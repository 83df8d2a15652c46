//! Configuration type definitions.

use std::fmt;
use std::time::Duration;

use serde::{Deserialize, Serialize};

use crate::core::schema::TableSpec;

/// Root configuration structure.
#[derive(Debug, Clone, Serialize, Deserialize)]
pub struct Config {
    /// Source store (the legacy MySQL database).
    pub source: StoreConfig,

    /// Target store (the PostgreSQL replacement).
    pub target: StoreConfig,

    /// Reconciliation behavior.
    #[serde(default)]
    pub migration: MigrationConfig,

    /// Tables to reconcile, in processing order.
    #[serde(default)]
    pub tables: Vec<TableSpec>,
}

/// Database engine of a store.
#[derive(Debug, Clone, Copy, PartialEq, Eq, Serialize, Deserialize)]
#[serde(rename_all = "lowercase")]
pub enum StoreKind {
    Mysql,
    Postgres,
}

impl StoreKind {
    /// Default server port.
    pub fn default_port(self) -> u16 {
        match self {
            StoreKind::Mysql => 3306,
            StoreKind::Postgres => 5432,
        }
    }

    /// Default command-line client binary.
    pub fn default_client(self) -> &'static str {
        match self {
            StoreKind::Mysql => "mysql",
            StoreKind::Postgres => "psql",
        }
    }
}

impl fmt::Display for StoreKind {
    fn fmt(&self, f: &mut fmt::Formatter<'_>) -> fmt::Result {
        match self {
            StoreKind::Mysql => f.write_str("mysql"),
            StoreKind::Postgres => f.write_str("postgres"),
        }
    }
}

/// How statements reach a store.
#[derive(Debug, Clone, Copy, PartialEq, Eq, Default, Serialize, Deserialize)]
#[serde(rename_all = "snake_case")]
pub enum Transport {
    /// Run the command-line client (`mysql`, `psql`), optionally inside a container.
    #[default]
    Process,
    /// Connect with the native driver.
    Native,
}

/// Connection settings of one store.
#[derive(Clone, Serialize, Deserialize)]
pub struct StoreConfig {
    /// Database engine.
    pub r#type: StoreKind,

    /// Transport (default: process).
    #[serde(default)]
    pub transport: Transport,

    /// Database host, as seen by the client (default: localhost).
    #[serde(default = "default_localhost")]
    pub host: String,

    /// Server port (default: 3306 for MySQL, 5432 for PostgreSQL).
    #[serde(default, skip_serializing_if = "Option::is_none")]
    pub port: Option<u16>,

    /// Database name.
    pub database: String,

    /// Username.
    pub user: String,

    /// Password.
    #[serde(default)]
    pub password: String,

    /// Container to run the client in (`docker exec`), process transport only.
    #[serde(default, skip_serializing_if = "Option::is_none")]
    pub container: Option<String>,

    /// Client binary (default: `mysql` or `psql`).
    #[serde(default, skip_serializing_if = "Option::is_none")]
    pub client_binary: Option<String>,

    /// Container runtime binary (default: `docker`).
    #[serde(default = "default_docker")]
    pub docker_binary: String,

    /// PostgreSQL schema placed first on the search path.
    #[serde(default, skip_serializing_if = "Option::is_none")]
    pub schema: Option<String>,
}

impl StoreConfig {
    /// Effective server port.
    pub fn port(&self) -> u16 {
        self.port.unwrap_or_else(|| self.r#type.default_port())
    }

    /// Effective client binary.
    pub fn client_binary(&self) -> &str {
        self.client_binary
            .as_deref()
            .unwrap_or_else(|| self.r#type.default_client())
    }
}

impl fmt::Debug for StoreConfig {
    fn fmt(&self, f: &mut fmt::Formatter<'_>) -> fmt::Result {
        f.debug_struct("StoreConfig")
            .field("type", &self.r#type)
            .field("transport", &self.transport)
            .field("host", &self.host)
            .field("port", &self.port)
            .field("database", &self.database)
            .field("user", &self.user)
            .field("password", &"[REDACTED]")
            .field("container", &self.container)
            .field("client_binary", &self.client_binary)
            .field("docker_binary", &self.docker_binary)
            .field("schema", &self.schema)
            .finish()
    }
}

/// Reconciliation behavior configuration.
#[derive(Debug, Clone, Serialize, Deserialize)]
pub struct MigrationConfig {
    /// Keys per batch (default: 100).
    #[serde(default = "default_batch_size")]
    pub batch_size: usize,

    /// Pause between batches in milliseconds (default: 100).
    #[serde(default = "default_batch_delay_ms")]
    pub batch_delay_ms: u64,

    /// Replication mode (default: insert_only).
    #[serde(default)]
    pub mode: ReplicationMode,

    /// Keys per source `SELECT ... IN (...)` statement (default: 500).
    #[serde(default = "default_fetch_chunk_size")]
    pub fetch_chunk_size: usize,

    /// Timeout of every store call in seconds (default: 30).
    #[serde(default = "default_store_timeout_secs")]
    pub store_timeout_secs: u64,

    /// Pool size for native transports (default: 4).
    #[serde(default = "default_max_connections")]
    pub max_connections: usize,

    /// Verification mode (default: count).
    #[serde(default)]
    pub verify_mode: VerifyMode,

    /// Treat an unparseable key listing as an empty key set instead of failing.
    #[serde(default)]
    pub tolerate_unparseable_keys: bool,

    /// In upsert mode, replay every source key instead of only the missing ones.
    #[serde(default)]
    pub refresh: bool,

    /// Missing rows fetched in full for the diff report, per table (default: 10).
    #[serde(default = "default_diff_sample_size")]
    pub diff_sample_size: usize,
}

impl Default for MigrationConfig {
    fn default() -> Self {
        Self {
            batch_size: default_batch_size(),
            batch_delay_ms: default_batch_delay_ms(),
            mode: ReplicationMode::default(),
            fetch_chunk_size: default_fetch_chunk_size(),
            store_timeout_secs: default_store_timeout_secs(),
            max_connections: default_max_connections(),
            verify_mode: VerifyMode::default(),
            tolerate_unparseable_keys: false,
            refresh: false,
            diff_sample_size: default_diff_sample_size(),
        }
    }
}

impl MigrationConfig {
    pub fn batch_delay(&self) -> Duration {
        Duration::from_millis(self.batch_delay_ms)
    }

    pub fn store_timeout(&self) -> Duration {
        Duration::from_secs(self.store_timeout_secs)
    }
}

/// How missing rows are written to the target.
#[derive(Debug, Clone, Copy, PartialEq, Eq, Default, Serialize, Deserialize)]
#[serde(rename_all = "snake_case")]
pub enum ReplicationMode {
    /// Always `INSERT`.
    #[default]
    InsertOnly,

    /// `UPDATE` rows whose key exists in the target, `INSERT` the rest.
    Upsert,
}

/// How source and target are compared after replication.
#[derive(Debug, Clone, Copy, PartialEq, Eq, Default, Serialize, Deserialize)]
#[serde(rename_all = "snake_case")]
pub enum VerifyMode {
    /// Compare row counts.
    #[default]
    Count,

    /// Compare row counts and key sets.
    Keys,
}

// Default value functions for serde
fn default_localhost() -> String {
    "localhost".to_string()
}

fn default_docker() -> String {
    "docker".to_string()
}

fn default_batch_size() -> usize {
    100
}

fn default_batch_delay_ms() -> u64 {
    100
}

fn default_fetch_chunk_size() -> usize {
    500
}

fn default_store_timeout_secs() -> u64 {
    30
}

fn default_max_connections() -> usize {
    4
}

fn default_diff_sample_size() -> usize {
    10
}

======

TASK TO CARRY OUT: Count how many lines of the records hold the string "StoreConfig"; the answer is that number alone.

WRITTEN REPLY: 6